TASK DESCRIPTION – Report every line of the entries that contains the word "MonitorEntry".

(Extracted data entries)

▽

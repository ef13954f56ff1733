// =============================================================================
// Order Status Poller — bounded reconciliation of a placed order
// =============================================================================
//
// One ephemeral task per placement: sleep, poll the broker, up to five
// attempts fifteen seconds apart (a 75 s budget). `complete` ends the chain
// silently; `rejected`/`cancelled` tell the user and e-mail; anything else —
// the broker's status vocabulary is not pinned — is non-terminal. Exhausting
// the budget asks the user to verify manually. The chain stops early when
// the parent monitor has left the registry.
// =============================================================================

use std::time::Duration;

use tracing::{debug, info, warn};

use crate::engine::monitor::AutoOrder;
use crate::engine::worker::WorkerContext;

/// Gap between status polls.
pub const POLL_INTERVAL: Duration = Duration::from_secs(15);

/// Polls before the order is declared unresolved.
pub const MAX_ATTEMPTS: u32 = 5;

/// Spawn the reconciliation chain for a freshly placed order.
pub fn spawn_status_poller(ctx: WorkerContext, monitor: AutoOrder, order_id: String) {
    tokio::spawn(async move {
        run_status_poll(&ctx, &monitor, &order_id, POLL_INTERVAL, MAX_ATTEMPTS).await;
    });
}

/// The poll loop. Cadence and attempt budget are parameters so the
/// reconciliation orderings are testable without wall-clock waits.
pub(crate) async fn run_status_poll(
    ctx: &WorkerContext,
    monitor: &AutoOrder,
    order_id: &str,
    poll_interval: Duration,
    max_attempts: u32,
) {
    for attempt in 1..=max_attempts {
        tokio::time::sleep(poll_interval).await;

        if !ctx.registry.contains(&monitor.id) {
            debug!(order_id, monitor_id = %monitor.id, "parent monitor gone — stopping status poll");
            return;
        }

        match ctx.broker.fetch_order_status(order_id).await {
            Ok(snapshot) => {
                let status = snapshot.normalized();
                debug!(order_id, attempt, status = %status, "order status polled");

                match status.as_str() {
                    "complete" => {
                        info!(order_id, monitor_id = %monitor.id, "order complete");
                        return;
                    }
                    "rejected" | "cancelled" => {
                        warn!(order_id, status = %status, "order failed at the broker");
                        ctx.outbound
                            .emit_error(format!(
                                "❌ Order {order_id} for {} ({}) was {status} by the broker.",
                                monitor.symbol, monitor.id
                            ))
                            .await;
                        ctx.notifier
                            .send(
                                &format!("Order {status}"),
                                &format!(
                                    "<p>Order <b>{order_id}</b> for {} (monitor {}) was {status}.</p>",
                                    monitor.symbol, monitor.id
                                ),
                            )
                            .await;
                        return;
                    }
                    _ => {} // open / pending / trigger pending / unknown — keep polling
                }
            }
            Err(e) => {
                warn!(order_id, attempt, error = %e, "order status poll failed");
            }
        }
    }

    warn!(order_id, monitor_id = %monitor.id, "order status unresolved after {max_attempts} polls");
    ctx.outbound
        .emit_system(format!(
            "⚠️ Order {order_id} for {} ({}) is still unresolved after {max_attempts} checks — please verify manually.",
            monitor.symbol, monitor.id
        ))
        .await;
    ctx.notifier
        .send(
            "Order status unresolved",
            &format!(
                "<p>Order <b>{order_id}</b> for {} (monitor {}) did not reach a terminal status within the polling budget.</p>",
                monitor.symbol, monitor.id
            ),
        )
        .await;
}

// =============================================================================
// Tests — against an in-process broker stub
// =============================================================================
#[cfg(test)]
mod tests {
    use std::collections::VecDeque;
    use std::sync::Arc;

    use axum::extract::State;
    use axum::routing::post;
    use axum::{Json, Router};
    use parking_lot::Mutex;
    use serde_json::{json, Value};
    use tokio::sync::mpsc;

    use super::*;
    use crate::broker::client::BrokerClient;
    use crate::engine::monitor::MonitorDraft;
    use crate::engine::registry::AutoOrderRegistry;
    use crate::notify::Notifier;
    use crate::session::frames::OutboundFrame;
    use crate::session::outbound::OutboundSender;
    use crate::types::{Interval, OrderAction, Product};

    type StatusQueue = Arc<Mutex<VecDeque<&'static str>>>;

    async fn order_status(State(queue): State<StatusQueue>, Json(_): Json<Value>) -> Json<Value> {
        let status = queue.lock().pop_front().unwrap_or("open");
        Json(json!({
            "status": "success",
            "data": { "orderid": "X-1", "order_status": status },
        }))
    }

    /// Start a broker stub that serves the queued statuses in order.
    async fn start_stub(statuses: &[&'static str]) -> String {
        let queue: StatusQueue = Arc::new(Mutex::new(statuses.iter().copied().collect()));
        let app = Router::new()
            .route("/api/v1/orderstatus", post(order_status))
            .with_state(queue);
        let listener = tokio::net::TcpListener::bind("127.0.0.1:0").await.unwrap();
        let addr = listener.local_addr().unwrap();
        tokio::spawn(async move {
            axum::serve(listener, app).await.unwrap();
        });
        format!("http://{addr}")
    }

    fn context(base_url: &str) -> (WorkerContext, AutoOrder, mpsc::Receiver<OutboundFrame>) {
        let registry = Arc::new(AutoOrderRegistry::new());
        let (record, _cancel_rx) = registry.register(MonitorDraft {
            user_id: "u1".into(),
            symbol: "TCS".into(),
            exchange: "NSE".into(),
            product: Product::Nrml,
            action: OrderAction::Buy,
            quantity: 10,
            interval: Interval::M5,
            predicate: "RSI14 < 30".into(),
            expires_at: chrono::Utc::now() + chrono::Duration::hours(2),
        });
        let (outbound, rx) = OutboundSender::channel();
        let ctx = WorkerContext {
            broker: Arc::new(BrokerClient::new(base_url, "test-key", "meridian")),
            registry,
            outbound,
            notifier: Arc::new(Notifier::new(None, "ops@example.com")),
        };
        (ctx, record, rx)
    }

    fn fast() -> Duration {
        Duration::from_millis(10)
    }

    #[tokio::test]
    async fn complete_on_first_attempt_is_silent() {
        let base = start_stub(&["complete"]).await;
        let (ctx, record, mut rx) = context(&base);

        run_status_poll(&ctx, &record, "X-1", fast(), 5).await;

        // Terminal success produces no user-facing frame.
        assert!(rx.try_recv().is_err());
    }

    #[tokio::test]
    async fn rejected_emits_an_error_frame() {
        let base = start_stub(&["pending", "rejected"]).await;
        let (ctx, record, mut rx) = context(&base);

        run_status_poll(&ctx, &record, "X-1", fast(), 5).await;

        match rx.try_recv().unwrap() {
            OutboundFrame::Error { content, .. } => {
                assert!(content.contains("rejected"), "got: {content}");
            }
            other => panic!("expected error frame, got {other:?}"),
        }
        assert!(rx.try_recv().is_err());
    }

    #[tokio::test]
    async fn unknown_statuses_exhaust_the_budget() {
        let base = start_stub(&["open", "trigger pending", "queued"]).await;
        let (ctx, record, mut rx) = context(&base);

        run_status_poll(&ctx, &record, "X-1", fast(), 3).await;

        match rx.try_recv().unwrap() {
            OutboundFrame::Chat { content, .. } => {
                assert!(content.contains("unresolved"), "got: {content}");
            }
            other => panic!("expected system frame, got {other:?}"),
        }
    }

    #[tokio::test]
    async fn removed_monitor_stops_the_chain() {
        let base = start_stub(&["complete"]).await;
        let (ctx, record, mut rx) = context(&base);
        ctx.registry.remove(&record.id);

        run_status_poll(&ctx, &record, "X-1", fast(), 5).await;

        assert!(rx.try_recv().is_err());
    }

    #[tokio::test]
    async fn transient_poll_failures_count_as_attempts() {
        // Nothing listens on this port: every poll fails at transport level.
        let (ctx, record, mut rx) = context("http://127.0.0.1:9");

        run_status_poll(&ctx, &record, "X-1", fast(), 2).await;

        match rx.try_recv().unwrap() {
            OutboundFrame::Chat { content, .. } => assert!(content.contains("unresolved")),
            other => panic!("expected system frame, got {other:?}"),
        }
    }
}
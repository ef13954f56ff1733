// =============================================================================
// Technical Indicators Module
// =============================================================================
//
// Pure, side-effect-free indicator math over close-price series. Every public
// `latest_*` helper returns `Option<f64>` so callers are forced to handle
// insufficient data; the predicate evaluator turns `None` into a typed error.

pub mod ema;
pub mod linreg;
pub mod macd;
pub mod roc;
pub mod rsi;
pub mod sma;
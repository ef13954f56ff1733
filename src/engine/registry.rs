// =============================================================================
// Auto-Order Registry — per-session monitor ownership
// =============================================================================
//
// A mutex-guarded map from monitor id to its record and cancellation sender.
// The registry is the single owner of every cancellation signal: workers hold
// the receiving end, nothing else may close the channel. Removal takes the
// entry out of the map under the lock — that removal is the exactly-once
// latch, so a concurrent cancel and a natural worker exit can never double-
// close the signal. Critical sections are short; no await inside the lock.
// =============================================================================

use std::collections::HashMap;

use chrono::Utc;
use parking_lot::Mutex;
use tokio::sync::mpsc;
use tracing::debug;
use uuid::Uuid;

use crate::engine::monitor::{AutoOrder, MonitorDraft};
use crate::types::MonitorStatus;

struct MonitorEntry {
    record: AutoOrder,
    cancel_tx: mpsc::Sender<()>,
}

/// Per-session registry of running monitors.
#[derive(Default)]
pub struct AutoOrderRegistry {
    monitors: Mutex<HashMap<String, MonitorEntry>>,
}

impl AutoOrderRegistry {
    pub fn new() -> Self {
        Self::default()
    }

    /// Insert a new monitor. The registry issues the id and creation time and
    /// keeps the cancellation sender; the returned receiver belongs to the
    /// worker.
    pub fn register(&self, draft: MonitorDraft) -> (AutoOrder, mpsc::Receiver<()>) {
        let (cancel_tx, cancel_rx) = mpsc::channel(1);

        let record = AutoOrder {
            id: Uuid::new_v4().to_string(),
            user_id: draft.user_id,
            symbol: draft.symbol,
            exchange: draft.exchange,
            product: draft.product,
            action: draft.action,
            quantity: draft.quantity,
            interval: draft.interval,
            predicate: draft.predicate,
            status: MonitorStatus::Running,
            created_at: Utc::now(),
            expires_at: draft.expires_at,
        };

        self.monitors.lock().insert(
            record.id.clone(),
            MonitorEntry {
                record: record.clone(),
                cancel_tx,
            },
        );

        debug!(monitor_id = %record.id, symbol = %record.symbol, "monitor registered");
        (record, cancel_rx)
    }

    /// Snapshot of one monitor's record, if it is still live.
    pub fn get(&self, id: &str) -> Option<AutoOrder> {
        self.monitors.lock().get(id).map(|e| e.record.clone())
    }

    pub fn contains(&self, id: &str) -> bool {
        self.monitors.lock().contains_key(id)
    }

    /// All live monitors belonging to `user_id`, oldest first.
    pub fn list(&self, user_id: &str) -> Vec<AutoOrder> {
        let map = self.monitors.lock();
        let mut records: Vec<AutoOrder> = map
            .values()
            .filter(|e| e.record.user_id == user_id)
            .map(|e| e.record.clone())
            .collect();
        records.sort_by_key(|r| r.created_at);
        records
    }

    /// Non-blocking cancel. The channel holds one message: the first signal
    /// is buffered for the worker, later signals are absorbed. Returns
    /// whether this call's signal was accepted.
    pub fn signal_cancel(&self, id: &str) -> bool {
        self.monitors
            .lock()
            .get(id)
            .map(|e| e.cancel_tx.try_send(()).is_ok())
            .unwrap_or(false)
    }

    /// Remove a monitor. Taking the entry out of the map is the exactly-once
    /// latch: only one caller observes `true`, and dropping the entry closes
    /// the cancellation channel. Idempotent from the caller's perspective.
    pub fn remove(&self, id: &str) -> bool {
        let removed = self.monitors.lock().remove(id).is_some();
        if removed {
            debug!(monitor_id = %id, "monitor removed from registry");
        }
        removed
    }

    /// Cancel and remove every monitor of `user_id`; returns the records
    /// that were still live.
    pub fn cancel_all(&self, user_id: &str) -> Vec<AutoOrder> {
        let records = self.list(user_id);
        for record in &records {
            self.signal_cancel(&record.id);
            self.remove(&record.id);
        }
        records
    }

    /// Session teardown: signal and drop every monitor regardless of user.
    pub fn shutdown(&self) {
        let entries: Vec<MonitorEntry> = {
            let mut map = self.monitors.lock();
            map.drain().map(|(_, e)| e).collect()
        };
        for entry in &entries {
            let _ = entry.cancel_tx.try_send(());
        }
        debug!(count = entries.len(), "registry shut down");
    }

    pub fn len(&self) -> usize {
        self.monitors.lock().len()
    }

    pub fn is_empty(&self) -> bool {
        self.monitors.lock().is_empty()
    }
}

// =============================================================================
// Tests
// =============================================================================
#[cfg(test)]
mod tests {
    use super::*;
    use crate::types::{Interval, OrderAction, Product};

    fn draft(user_id: &str) -> MonitorDraft {
        MonitorDraft {
            user_id: user_id.into(),
            symbol: "TCS".into(),
            exchange: "NSE".into(),
            product: Product::Nrml,
            action: OrderAction::Buy,
            quantity: 10,
            interval: Interval::M5,
            predicate: "RSI14 < 30".into(),
            expires_at: Utc::now() + chrono::Duration::hours(2),
        }
    }

    #[test]
    fn register_then_get() {
        let registry = AutoOrderRegistry::new();
        let (record, _rx) = registry.register(draft("u1"));
        assert_eq!(record.status, MonitorStatus::Running);
        let fetched = registry.get(&record.id).unwrap();
        assert_eq!(fetched.id, record.id);
        assert_eq!(registry.len(), 1);
    }

    #[test]
    fn ids_are_unique() {
        let registry = AutoOrderRegistry::new();
        let (a, _ra) = registry.register(draft("u1"));
        let (b, _rb) = registry.register(draft("u1"));
        assert_ne!(a.id, b.id);
        assert_eq!(registry.len(), 2);
    }

    #[test]
    fn add_remove_get_yields_none() {
        let registry = AutoOrderRegistry::new();
        let (record, _rx) = registry.register(draft("u1"));
        assert!(registry.remove(&record.id));
        assert!(registry.get(&record.id).is_none());
    }

    #[test]
    fn second_remove_is_a_noop() {
        let registry = AutoOrderRegistry::new();
        let (record, _rx) = registry.register(draft("u1"));
        assert!(registry.remove(&record.id));
        assert!(!registry.remove(&record.id));
    }

    #[test]
    fn list_is_scoped_to_user() {
        let registry = AutoOrderRegistry::new();
        let (_a, _ra) = registry.register(draft("u1"));
        let (_b, _rb) = registry.register(draft("u2"));
        assert_eq!(registry.list("u1").len(), 1);
        assert_eq!(registry.list("u2").len(), 1);
        assert!(registry.list("u3").is_empty());
    }

    #[tokio::test]
    async fn repeated_cancel_signals_are_absorbed() {
        let registry = AutoOrderRegistry::new();
        let (record, mut rx) = registry.register(draft("u1"));

        assert!(registry.signal_cancel(&record.id));
        // Channel capacity is one: further signals are absorbed.
        assert!(!registry.signal_cancel(&record.id));
        assert!(!registry.signal_cancel(&record.id));

        // The worker observes exactly one cancellation.
        assert_eq!(rx.recv().await, Some(()));
        assert!(rx.try_recv().is_err());
    }

    #[tokio::test]
    async fn remove_closes_the_cancel_channel() {
        let registry = AutoOrderRegistry::new();
        let (record, mut rx) = registry.register(draft("u1"));
        assert!(registry.remove(&record.id));
        // Sender dropped with the entry: the worker sees a closed channel.
        assert_eq!(rx.recv().await, None);
        // And no further signal is possible.
        assert!(!registry.signal_cancel(&record.id));
    }

    #[tokio::test]
    async fn buffered_cancel_survives_removal() {
        let registry = AutoOrderRegistry::new();
        let (record, mut rx) = registry.register(draft("u1"));
        assert!(registry.signal_cancel(&record.id));
        assert!(registry.remove(&record.id));
        // The buffered signal is still delivered, then the channel closes.
        assert_eq!(rx.recv().await, Some(()));
        assert_eq!(rx.recv().await, None);
    }

    #[tokio::test]
    async fn cancel_all_clears_only_that_user() {
        let registry = AutoOrderRegistry::new();
        let (_a, mut ra) = registry.register(draft("u1"));
        let (_b, mut rb) = registry.register(draft("u1"));
        let (c, _rc) = registry.register(draft("u2"));

        let cancelled = registry.cancel_all("u1");
        assert_eq!(cancelled.len(), 2);
        assert_eq!(registry.len(), 1);
        assert!(registry.contains(&c.id));

        assert_eq!(ra.recv().await, Some(()));
        assert_eq!(rb.recv().await, Some(()));
    }

    #[tokio::test]
    async fn shutdown_signals_every_monitor() {
        let registry = AutoOrderRegistry::new();
        let (_a, mut ra) = registry.register(draft("u1"));
        let (_b, mut rb) = registry.register(draft("u2"));
        registry.shutdown();
        assert!(registry.is_empty());
        assert_eq!(ra.recv().await, Some(()));
        assert_eq!(rb.recv().await, Some(()));
    }
}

△

EXERCISE RESULT –
struct MonitorEntry {
    monitors: Mutex<HashMap<String, MonitorEntry>>,
            MonitorEntry {
        let entries: Vec<MonitorEntry> = {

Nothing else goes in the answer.